Date, style and composition
Many of Aristotle's works are extremely compressed and thus baffling to beginners, and many scholars believe that in their current form, they are little more than lecture notes. Subsequent to the arrangement of Aristotle's works by Andronicus of Rhodes in the first century BC, a number of his treatises were referred to as the writings "after ("meta") the Physics.", the origin of the current title for the collection Metaphysics.  Some have interpreted the expression "meta" to imply that the subject of the work goes "beyond" that of Aristotle's Physics or that it is metatheoretical in relation to the Physics.  But others believe that "meta" referred simply to the work's place in the canonical arrangement of Aristotle's writings, which is at least as old as Andronicus of Rhodes or even Hermippus of Smyrna.  In other surviving works of Aristotle, the metaphysical treatises are referred to as  "the [writings] concerning first philosophy"; which was the term Aristotle used for metaphysics.
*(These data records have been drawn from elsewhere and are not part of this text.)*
//! Tokenizer for the generic C-family grammar.
//!
//! Comments and whitespace are trivia and never reach the parser. Pattern
//! mode additionally recognizes `<...`, `...>` and `$`-prefixed names.

use crate::SyntaxError;
use ir::LineIndex;

#[derive(Debug, Clone, PartialEq, Eq)]
pub enum Tok {
    Ident(String),
    Int(String),
    Float(String),
    Str { raw: String, value: String },
    Punct(&'static str),
    /// `...`
    Dots,
    /// `<...`
    DeepOpen,
    /// `...>`
    DeepClose,
    Eof,
}

#[derive(Debug, Clone)]
pub struct Token {
    pub tok: Tok,
    pub start: usize,
    pub end: usize,
}

// longest first so that maximal munch falls out of a linear scan
const PUNCTS: &[&str] = &[
    ">>>=", "===", "!==", "**=", "<<=", ">>=", ">>>", "&&", "||", "??", "==", "!=", "<=", ">=",
    "<<", ">>", "**", "+=", "-=", "*=", "/=", "%=", "&=", "|=", "^=", "=>", "++", "--", "+", "-",
    "*", "/", "%", "=", "<", ">", "!", "~", "&", "|", "^", "?", ":", ";", ",", ".", "(", ")",
    "[", "]", "{", "}", "@",
];

pub struct Lexer<'a> {
    src: &'a str,
    pos: usize,
    pattern: bool,
    lines: &'a LineIndex,
}

impl<'a> Lexer<'a> {
    pub fn new(src: &'a str, pattern: bool, lines: &'a LineIndex) -> Self {
        Self {
            src,
            pos: 0,
            pattern,
            lines,
        }
    }

    pub fn tokenize(mut self) -> Result<Vec<Token>, SyntaxError> {
        let mut out = Vec::new();
        loop {
            self.skip_trivia()?;
            let start = self.pos;
            let Some(ch) = self.peek_char() else {
                out.push(Token {
                    tok: Tok::Eof,
                    start,
                    end: start,
                });
                return Ok(out);
            };
            let tok = if ch.is_ascii_digit() {
                self.number()
            } else if ch == '"' || ch == '\'' {
                self.string(ch)?
            } else if is_ident_start(ch) {
                Tok::Ident(self.take_while(is_ident_continue).to_string())
            } else if ch == '$' {
                self.metavariable()?
            } else if self.pattern && self.rest().starts_with("<...") {
                self.pos += 4;
                Tok::DeepOpen
            } else if self.pattern && self.rest().starts_with("...>") {
                self.pos += 4;
                Tok::DeepClose
            } else if self.rest().starts_with("...") {
                self.pos += 3;
                Tok::Dots
            } else if let Some(p) = PUNCTS.iter().find(|p| self.rest().starts_with(**p)) {
                self.pos += p.len();
                Tok::Punct(p)
            } else {
                return Err(self.error(start, format!("unexpected character `{ch}`")));
            };
            out.push(Token {
                tok,
                start,
                end: self.pos,
            });
        }
    }

    fn rest(&self) -> &'a str {
        &self.src[self.pos..]
    }

    fn peek_char(&self) -> Option<char> {
        self.rest().chars().next()
    }

    fn bump(&mut self) -> Option<char> {
        let ch = self.peek_char()?;
        self.pos += ch.len_utf8();
        Some(ch)
    }

    fn take_while(&mut self, pred: fn(char) -> bool) -> &'a str {
        let start = self.pos;
        while let Some(ch) = self.peek_char() {
            if !pred(ch) {
                break;
            }
            self.pos += ch.len_utf8();
        }
        &self.src[start..self.pos]
    }

    fn error(&self, offset: usize, message: String) -> SyntaxError {
        let pos = self.lines.position(offset);
        SyntaxError::new(message, pos.line, pos.column)
    }

    fn skip_trivia(&mut self) -> Result<(), SyntaxError> {
        loop {
            self.take_while(char::is_whitespace);
            if self.rest().starts_with("//") {
                self.take_while(|c| c != '\n');
            } else if self.rest().starts_with("/*") {
                let start = self.pos;
                match self.rest()[2..].find("*/") {
                    Some(end) => self.pos += end + 4,
                    None => {
                        return Err(self.error(start, "unterminated block comment".into()));
                    }
                }
            } else {
                return Ok(());
            }
        }
    }

    fn number(&mut self) -> Tok {
        let start = self.pos;
        let rest = self.rest().as_bytes();
        if rest.first() == Some(&b'0')
            && matches!(rest.get(1), Some(b'x' | b'X' | b'o' | b'O' | b'b' | b'B'))
        {
            self.pos += 2;
            self.take_while(|c| c.is_ascii_hexdigit() || c == '_');
            return Tok::Int(self.src[start..self.pos].to_string());
        }
        self.take_while(|c| c.is_ascii_digit() || c == '_');
        let mut float = false;
        let bytes = self.rest().as_bytes();
        if bytes.first() == Some(&b'.') && bytes.get(1).is_some_and(u8::is_ascii_digit) {
            float = true;
            self.pos += 1;
            self.take_while(|c| c.is_ascii_digit() || c == '_');
        }
        let bytes = self.rest().as_bytes();
        if matches!(bytes.first(), Some(b'e') | Some(b'E')) {
            let sign = usize::from(matches!(bytes.get(1), Some(b'+') | Some(b'-')));
            if bytes.get(1 + sign).is_some_and(u8::is_ascii_digit) {
                float = true;
                self.pos += 1 + sign;
                self.take_while(|c| c.is_ascii_digit());
            }
        }
        let raw = self.src[start..self.pos].to_string();
        if float {
            Tok::Float(raw)
        } else {
            Tok::Int(raw)
        }
    }

    fn string(&mut self, quote: char) -> Result<Tok, SyntaxError> {
        let start = self.pos;
        self.bump();
        let mut value = String::new();
        loop {
            match self.bump() {
                None | Some('\n') => {
                    return Err(self.error(start, "unterminated string literal".into()));
                }
                Some(c) if c == quote => break,
                Some('\\') => {
                    let escaped = match self.bump() {
                        Some('n') => '\n',
                        Some('t') => '\t',
                        Some('r') => '\r',
                        Some('0') => '\0',
                        Some(other) => other,
                        None => {
                            return Err(self.error(start, "unterminated string literal".into()));
                        }
                    };
                    value.push(escaped);
                }
                Some(c) => value.push(c),
            }
        }
        Ok(Tok::Str {
            raw: self.src[start..self.pos].to_string(),
            value,
        })
    }

    fn metavariable(&mut self) -> Result<Tok, SyntaxError> {
        let start = self.pos;
        if !self.pattern {
            return Err(self.error(start, "metavariables are only allowed in patterns".into()));
        }
        self.pos += 1;
        if self.rest().starts_with("...") {
            self.pos += 3;
        }
        let name = self.take_while(is_ident_continue);
        if name.is_empty() {
            return Err(self.error(start, "expected a metavariable name after `$`".into()));
        }
        Ok(Tok::Ident(self.src[start..self.pos].to_string()))
    }
}

fn is_ident_start(ch: char) -> bool {
    ch == '_' || ch.is_alphabetic()
}

fn is_ident_continue(ch: char) -> bool {
    ch == '_' || ch.is_alphanumeric()
}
It is notoriously difficult to specify the date at which Aristotle wrote these treatises as a whole or even individually, especially because the Metaphysics is, in Jonathan Barnes' words, "a farrago, a hotch-potch", and more generally because of the difficulty of dating any of Aristotle's writings. The order in which the books were written is not known; their arrangement is due to later editors. In the manuscripts, books are referred to by Greek letters. For many scholars, it is customary to refer to the books by their letter names. Book 1 is called Alpha (Α); 2, little alpha (α); 3, Beta (Β); 4, Gamma (Γ); 5, Delta (Δ); 6, Epsilon (Ε); 7, Zeta (Ζ); 8, Eta (Η); 9, Theta (Θ); 10, Iota (Ι); 11, Kappa (Κ); 12, Lambda (Λ); 13, Mu (Μ); 14, Nu (Ν).

Outline

Books I–VI: Alpha, little Alpha, Beta, Gamma, Delta and Epsilon 
Book I or Alpha begins by discussing the nature of knowledge and compares knowledge gained from the senses and from memory, arguing that knowledge is acquired from memory through experience. It then defines "wisdom"(sophia) as a knowledge of the first principles(arche) or causes of things. Because those who are wise understand the first principles and causes, they know the why of things, unlike those who only know that things are a certain way based on their memory and sensations. The wise are able to teach because they know the why of things, and so they are better fitted to command, rather than to obey. He then surveys the first principles and causes of previous philosophers, starting with the material monists of the Ionian school and continuing up until Plato.
Book II or "little alpha": Book II addresses a possible objection to the account of how we understand first principles and thus acquire wisdom, that attempting to discover the first principle would lead to an infinite series of causes.  It argues in response that idea of an infinite causal series is absurd, and argues that only things that are created or destroyed require a cause, and that thus there must be a primary cause that is eternal, an idea he develops later in Book Lambda.
Book III or Beta lists the main problems or puzzles (aporia) of philosophy.
Book IV or Gamma: Chapters 2 and 3 argue for its status as a subject in its own right. The rest is a defense of (a) what we now call the principle of contradiction, the principle that it is not possible for the same proposition to be (the case) and not to be (the case), and (b) what we now call the principle of excluded middle: tertium non datur — there cannot be an intermediary between contradictory statements.
Book V or Delta ("philosophical lexicon") is a list of definitions of about thirty key terms such as cause, nature, one, and many.
Book VI or Epsilon has two main concerns. The first concern is the hierarchy of the sciences: productive, practical or theoretical. Aristotle considers theoretical sciences superior because they study beings for their own sake—for example, Physics studies beings that can be moved—and do not have a target (Telos (τέλος), end or goal; τέλειος, complete or perfect) beyond themselves. He argues that the study of being qua being, or First Philosophy, is superior to all the other theoretical sciences because it is concerned the ultimate causes of all reality, not just the secondary causes of a part of reality. The second concern of Epsilon is the study of "accidents", those attributes that do not depend on (τέχνη) or exist by necessity, which Aristotle believes do not deserve to be studied as a science.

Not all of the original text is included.